Tahlequah Daily Press
- Type: Daily newspaper
- Format: Broadsheet
- Owner: CNHI
- Publisher: Heather Kilpatrick
- Editor: Kim Poindexter
- Founded: 1963, as The Pictorial Press
- Headquarters: 106 West Second Street Tahlequah, Oklahoma 74464, United States
- Circulation: 5,688 daily
- Website: tahlequahdailypress.com

= Tahlequah Daily Press =

Newspaper in Tahlequah, Oklahoma

The Tahlequah Daily Press is a daily newspaper published in Tahlequah, Oklahoma, United States. It is owned by CNHI, LLC.

==History==
Originally published as The Pictorial Press from 1964-1978 this newspaper was founded by Clyde D. Cain and wife Margaret B. Cain, in August 1963. Page layout began on the family dining room table at Big Hollow, 8 miles south of Tahlequah in Cherokee County, Oklahoma.

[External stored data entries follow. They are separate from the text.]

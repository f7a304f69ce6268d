//! Vendor edit form renderer.
//!
//! One line per field: label, value, and the field's validation message if it
//! has one. Select fields show arrows to hint that ←/→ cycle them.

use crate::ui::helpers::{fit, position_cursor};
use crate::ui::theme::Theme;
use crate::ui::viewmodel::EditorView;

const LABEL_WIDTH: usize = 10;
const VALUE_WIDTH: usize = 30;

pub fn render_editor(row: usize, editor: &EditorView, theme: &Theme, cols: usize) -> usize {
    position_cursor(row, 1);
    print!("{}", Theme::bold());
    print!("{}", Theme::fg(&theme.colors.header_fg));
    print!("{}", fit(&format!(" Edit Vendor {}", editor.vendor_id), cols));
    print!("{}", Theme::reset());

    let mut current_row = row + 2;
    for field in &editor.fields {
        position_cursor(current_row, 1);

        let marker = if field.is_focused { "▸" } else { " " };
        print!("{}", Theme::fg(&theme.colors.text_dim));
        print!(" {marker} {} ", fit(&field.label, LABEL_WIDTH));
        print!("{}", Theme::reset());

        let value = if field.is_select {
            format!("‹ {} ›", field.value)
        } else if field.is_focused {
            format!("{}▏", field.value)
        } else {
            field.value.clone()
        };
        if field.is_focused {
            print!("{}", Theme::fg(&theme.colors.selection_fg));
            print!("{}", Theme::bg(&theme.colors.selection_bg));
        } else {
            print!("{}", Theme::fg(&theme.colors.text_normal));
        }
        print!("{}", fit(&value, VALUE_WIDTH));
        print!("{}", Theme::reset());

        let used = 4 + LABEL_WIDTH + VALUE_WIDTH;
        match &field.error {
            Some(error) => {
                print!("{}", Theme::fg(&theme.colors.error_fg));
                print!("{}", fit(&format!("  {error}"), cols.saturating_sub(used)));
                print!("{}", Theme::reset());
            }
            None => print!("{}", " ".repeat(cols.saturating_sub(used))),
        }
        current_row += 1;
    }
    current_row
}
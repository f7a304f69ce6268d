//! Domain layer for the Vendorizer plugin.
//!
//! Core types with no dependency on Zellij APIs or storage:
//!
//! - [`error`]: Error type and result alias
//! - [`vendor`]: Vendor record and its categorical attributes
//! - [`criteria`]: Filter criteria for the vendor table
//! - [`email`]: Email log entries written by the notification simulator

pub mod criteria;
pub mod email;
pub mod error;
pub mod vendor;

pub use criteria::FilterCriteria;
pub use email::{EmailLogEntry, EmailStatus, BULK_VENDOR_ID};
pub use error::{Result, VendorizerError};
pub use vendor::{cycle_option, Category, Region, Status, Vendor, VendorType};
//! End-to-end sessions: plugin-side events, with worker messages executed
//! in-process against real files.

use std::collections::BTreeMap;
use vendorizer::domain::EmailStatus;
use vendorizer::storage::JsonStorage;
use vendorizer::worker::{VendorizerWorker, WorkerMessage};
use vendorizer::{handle_event, initialize, Action, AppState, Config, Event};

struct Session {
    state: AppState,
    worker: VendorizerWorker,
    _dir: tempfile::TempDir,
}

impl Session {
    fn start(extra: &[(&str, &str)]) -> Self {
        let dir = tempfile::tempdir().unwrap();
        let mut map: BTreeMap<String, String> = extra
            .iter()
            .map(|(k, v)| ((*k).to_string(), (*v).to_string()))
            .collect();
        map.insert(
            "export_dir".to_string(),
            dir.path().join("exports").display().to_string(),
        );
        map.insert("seed".to_string(), "11".to_string());

        let storage = JsonStorage::new(dir.path().join("vendorizer.json")).unwrap();
        Self {
            state: initialize(&Config::from_zellij(&map)),
            worker: VendorizerWorker::with_storage(Box::new(storage)),
            _dir: dir,
        }
    }

    /// Sends `event` and runs every worker message it produces, feeding the
    /// responses back. Returns the timer delays that were requested.
    fn send(&mut self, event: Event) -> Vec<u64> {
        let mut queue = vec![event];
        let mut timers = Vec::new();
        while let Some(event) = queue.pop() {
            let (_, actions) = handle_event(&mut self.state, &event).unwrap();
            for action in actions {
                match action {
                    Action::PostToWorker(message) => {
                        let response = self.worker.handle_message(message);
                        queue.push(Event::WorkerResponse(response));
                    }
                    Action::ScheduleTimer { delay_ms } => timers.push(delay_ms),
                    Action::CloseFocus => {}
                }
            }
        }
        timers
    }

    fn notice(&self) -> String {
        self.state
            .notice
            .as_ref()
            .map(|n| n.message.clone())
            .unwrap_or_default()
    }
}

#[test]
fn export_writes_filtered_vendors() {
    let mut session = Session::start(&[]);
    session.send(Event::CycleCategory);
    let expected = session.state.filtered.len();
    assert!(expected > 0 && expected < 30);

    session.send(Event::Export);
    let notice = session.notice();
    assert!(notice.starts_with(&format!("Exported {expected} vendors to vendors_")));

    let export_dir = session.state.export_dir.clone();
    let file = std::fs::read_dir(&export_dir)
        .unwrap()
        .next()
        .unwrap()
        .unwrap()
        .path();
    let contents = std::fs::read_to_string(file).unwrap();
    assert_eq!(contents.lines().count(), expected + 1);
    assert!(contents.starts_with("id,name,category,location,status,type,region,date"));
}

#[test]
fn history_survives_a_restart() {
    let mut session = Session::start(&[("send_delay_ms", "0"), ("success_rate", "100")]);
    session.send(Event::Started);
    assert!(session.state.log_loaded);

    session.send(Event::SendEmail);
    let timers = session.send(Event::Confirm);
    assert_eq!(timers, vec![0]);
    session.send(Event::Tick);
    assert_eq!(session.state.email_log.entries()[0].status, EmailStatus::Success);

    let Session { worker, _dir, .. } = session;
    let mut restarted = Session {
        state: initialize(&Config::default()),
        worker,
        _dir,
    };
    restarted.send(Event::Started);
    assert_eq!(restarted.state.email_log.len(), 1);
    assert_eq!(
        restarted.state.email_log.entries()[0].message,
        "Email sent successfully"
    );

    restarted.send(Event::ToggleHistory);
    restarted.send(Event::ClearHistory);
    restarted.send(Event::Confirm);
    assert!(restarted.state.email_log.is_empty());

    let response = restarted.worker.handle_message(WorkerMessage::load_email_log());
    assert!(format!("{response:?}").contains("entries: []"));
}

#[test]
fn page_size_comes_from_config() {
    let mut session = Session::start(&[("page_size", "25")]);
    assert_eq!(session.state.current_page().items.len(), 25);
    session.send(Event::NextPage);
    assert_eq!(session.state.current_page().range_label(), "26 to 30 of 30");
}
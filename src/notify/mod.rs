//! Simulated vendor email notifications.
//!
//! # Modules
//!
//! - `clock`: Time source for send deadlines
//! - `transport`: Delivery seam and the seeded random transport
//! - `history`: The capped, persisted email log
//! - `simulator`: Single and bulk send state machines

pub mod clock;
pub mod history;
pub mod simulator;
pub mod transport;

pub use clock::{Clock, ManualClock, SystemClock};
pub use history::{EmailLog, LogWriter, MAX_ENTRIES};
pub use simulator::{BulkProgress, Notifier, NotifierConfig, SendOutcome, MAX_DELAY_MS};
pub use transport::{Delivery, MailTransport, SimulatedTransport};
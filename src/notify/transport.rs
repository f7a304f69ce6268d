//! Mail transport seam.
//!
//! No real mail leaves the plugin. [`SimulatedTransport`] draws each single-send
//! outcome from a seeded ChaCha stream so a fixed `seed` reproduces a session.

use crate::domain::{Result, Vendor};
use rand_chacha::rand_core::{RngCore, SeedableRng};
use rand_chacha::ChaCha8Rng;
use std::fmt;

/// Outcome of a single delivery attempt.
#[derive(Debug, Clone, Copy, PartialEq, Eq)]
pub enum Delivery {
    Delivered,
    Rejected,
}

/// Something that can deliver vendor notifications.
pub trait MailTransport: fmt::Debug {
    /// Delivers one notification after the send delay has elapsed.
    ///
    /// # Errors
    ///
    /// An error means the attempt itself broke, not that delivery was refused.
    fn deliver(&mut self, vendor: &Vendor) -> Result<Delivery>;

    /// Hands one recipient of a bulk run to the transport.
    ///
    /// # Errors
    ///
    /// Any error aborts the whole bulk run.
    fn dispatch(&mut self, vendor: &Vendor) -> Result<()>;
}

/// Randomized transport with a fixed success percentage.
#[derive(Debug, Clone)]
pub struct SimulatedTransport {
    rng: ChaCha8Rng,
    success_rate: u8,
}

impl SimulatedTransport {
    /// `success_rate` is a percentage and is capped at 100.
    #[must_use]
    pub fn new(success_rate: u8, seed: u64) -> Self {
        Self {
            rng: ChaCha8Rng::seed_from_u64(seed),
            success_rate: success_rate.min(100),
        }
    }
}

impl MailTransport for SimulatedTransport {
    fn deliver(&mut self, vendor: &Vendor) -> Result<Delivery> {
        let roll = self.rng.next_u32() % 100;
        let delivery = if roll < u32::from(self.success_rate) {
            Delivery::Delivered
        } else {
            Delivery::Rejected
        };
        tracing::debug!(vendor_id = %vendor.id, roll, ?delivery, "simulated delivery");
        Ok(delivery)
    }

    fn dispatch(&mut self, vendor: &Vendor) -> Result<()> {
        tracing::trace!(vendor_id = %vendor.id, "simulated bulk dispatch");
        Ok(())
    }
}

As the paper grew, operating space became limited. Cain rented a building on State Street in Tahlequah in 1964 to accommodate production requirements. At that time, Cain also hired Ted Risenhoover and his wife Carol as employees of the paper.

Cain was said to always be looking for new adventures and quickly tired of the newspaper business, selling the publication to Risenhoover in 1965. Risenhoover owned the paper for a number of years before selling it. Eventually, the newspaper absorbed the Tahlequah Star and the Cherokee County Chronicle, thus linking itself to newspapers that had been around well before the turn of the 20th century.